*Your objective*.
Let the answer be the lines from the one with "(64, 8, 64));" to the end of the entries, copied exactly with both boundary lines kept.

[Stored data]

□ □ □ □

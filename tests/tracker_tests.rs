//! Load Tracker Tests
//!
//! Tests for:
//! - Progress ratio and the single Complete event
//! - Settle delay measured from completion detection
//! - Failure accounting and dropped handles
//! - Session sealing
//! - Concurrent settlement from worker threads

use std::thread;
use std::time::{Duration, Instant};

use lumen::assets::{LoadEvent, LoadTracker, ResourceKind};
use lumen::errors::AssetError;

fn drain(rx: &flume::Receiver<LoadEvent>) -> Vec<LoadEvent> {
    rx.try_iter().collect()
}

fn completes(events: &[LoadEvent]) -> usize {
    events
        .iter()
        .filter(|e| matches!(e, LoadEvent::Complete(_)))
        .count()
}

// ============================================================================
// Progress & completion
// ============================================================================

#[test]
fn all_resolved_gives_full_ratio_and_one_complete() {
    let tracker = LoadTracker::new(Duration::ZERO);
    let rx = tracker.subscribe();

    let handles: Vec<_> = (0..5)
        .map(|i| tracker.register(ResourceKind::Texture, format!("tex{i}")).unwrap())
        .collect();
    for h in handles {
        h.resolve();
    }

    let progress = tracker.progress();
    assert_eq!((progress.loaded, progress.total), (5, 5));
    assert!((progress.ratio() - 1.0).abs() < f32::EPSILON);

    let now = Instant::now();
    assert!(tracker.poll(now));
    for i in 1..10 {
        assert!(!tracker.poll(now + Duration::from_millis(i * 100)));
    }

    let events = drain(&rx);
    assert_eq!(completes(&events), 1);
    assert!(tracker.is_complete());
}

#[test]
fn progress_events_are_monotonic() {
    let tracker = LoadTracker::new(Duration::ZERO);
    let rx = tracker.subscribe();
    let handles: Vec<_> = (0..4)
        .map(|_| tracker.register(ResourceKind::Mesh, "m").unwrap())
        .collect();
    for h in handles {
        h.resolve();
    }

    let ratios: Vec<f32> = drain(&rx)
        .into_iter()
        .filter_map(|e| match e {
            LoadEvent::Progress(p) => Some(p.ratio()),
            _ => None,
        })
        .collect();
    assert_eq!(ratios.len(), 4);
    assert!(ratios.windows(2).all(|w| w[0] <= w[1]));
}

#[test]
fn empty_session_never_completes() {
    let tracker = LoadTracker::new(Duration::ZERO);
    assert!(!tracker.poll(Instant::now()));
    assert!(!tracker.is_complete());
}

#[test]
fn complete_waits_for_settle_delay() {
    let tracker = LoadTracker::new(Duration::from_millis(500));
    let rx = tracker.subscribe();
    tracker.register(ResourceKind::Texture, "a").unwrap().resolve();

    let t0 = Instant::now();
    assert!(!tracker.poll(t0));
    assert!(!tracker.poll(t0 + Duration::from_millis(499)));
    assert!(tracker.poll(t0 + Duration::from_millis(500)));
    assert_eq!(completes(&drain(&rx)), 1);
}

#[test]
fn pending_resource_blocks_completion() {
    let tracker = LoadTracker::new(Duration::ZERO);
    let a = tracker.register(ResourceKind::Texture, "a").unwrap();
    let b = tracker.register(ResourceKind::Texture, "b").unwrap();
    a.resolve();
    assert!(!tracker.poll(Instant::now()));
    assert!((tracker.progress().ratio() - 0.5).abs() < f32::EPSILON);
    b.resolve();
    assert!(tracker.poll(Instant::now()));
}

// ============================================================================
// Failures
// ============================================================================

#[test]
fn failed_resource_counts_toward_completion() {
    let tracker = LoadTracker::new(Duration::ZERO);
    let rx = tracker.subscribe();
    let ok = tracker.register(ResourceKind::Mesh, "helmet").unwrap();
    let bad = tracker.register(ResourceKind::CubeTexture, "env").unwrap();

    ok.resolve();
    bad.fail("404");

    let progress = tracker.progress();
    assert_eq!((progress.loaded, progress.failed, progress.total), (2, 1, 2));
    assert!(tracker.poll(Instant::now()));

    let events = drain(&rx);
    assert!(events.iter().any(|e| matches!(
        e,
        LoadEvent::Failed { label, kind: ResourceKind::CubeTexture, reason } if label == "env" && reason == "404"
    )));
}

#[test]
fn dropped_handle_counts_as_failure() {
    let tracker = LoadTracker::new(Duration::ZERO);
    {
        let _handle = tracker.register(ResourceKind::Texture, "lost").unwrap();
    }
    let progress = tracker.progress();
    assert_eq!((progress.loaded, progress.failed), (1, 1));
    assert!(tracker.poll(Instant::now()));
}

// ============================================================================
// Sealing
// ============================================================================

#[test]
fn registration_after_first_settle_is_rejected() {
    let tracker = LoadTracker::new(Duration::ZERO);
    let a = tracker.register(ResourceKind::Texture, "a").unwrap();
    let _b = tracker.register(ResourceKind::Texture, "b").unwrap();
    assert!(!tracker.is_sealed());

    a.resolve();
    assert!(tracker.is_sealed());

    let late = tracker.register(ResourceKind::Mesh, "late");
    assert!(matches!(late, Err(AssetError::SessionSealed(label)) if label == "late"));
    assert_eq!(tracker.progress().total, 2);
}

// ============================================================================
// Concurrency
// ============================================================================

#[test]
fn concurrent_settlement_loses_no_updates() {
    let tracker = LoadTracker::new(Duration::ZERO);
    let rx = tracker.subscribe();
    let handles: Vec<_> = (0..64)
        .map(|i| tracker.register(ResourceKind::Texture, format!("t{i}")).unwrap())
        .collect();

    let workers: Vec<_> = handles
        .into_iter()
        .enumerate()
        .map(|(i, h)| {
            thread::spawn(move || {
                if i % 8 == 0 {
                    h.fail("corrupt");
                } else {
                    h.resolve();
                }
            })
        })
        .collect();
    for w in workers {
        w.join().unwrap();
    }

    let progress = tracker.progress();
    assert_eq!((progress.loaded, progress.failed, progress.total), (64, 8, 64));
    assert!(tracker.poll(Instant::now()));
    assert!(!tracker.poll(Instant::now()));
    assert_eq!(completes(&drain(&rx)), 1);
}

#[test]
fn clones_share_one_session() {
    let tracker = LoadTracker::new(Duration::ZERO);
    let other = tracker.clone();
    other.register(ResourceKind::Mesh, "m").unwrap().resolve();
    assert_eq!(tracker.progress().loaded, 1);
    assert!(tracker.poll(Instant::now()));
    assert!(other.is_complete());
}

□ □ □ □

*Expected answer*.
    assert_eq!((progress.loaded, progress.failed, progress.total), (64, 8, 64));
    assert!(tracker.poll(Instant::now()));
    assert!(!tracker.poll(Instant::now()));
    assert_eq!(completes(&drain(&rx)), 1);
}

#[test]
fn clones_share_one_session() {
    let tracker = LoadTracker::new(Duration::ZERO);
    let other = tracker.clone();
    other.register(ResourceKind::Mesh, "m").unwrap().resolve();
    assert_eq!(tracker.progress().loaded, 1);
    assert!(tracker.poll(Instant::now()));
    assert!(other.is_complete());
}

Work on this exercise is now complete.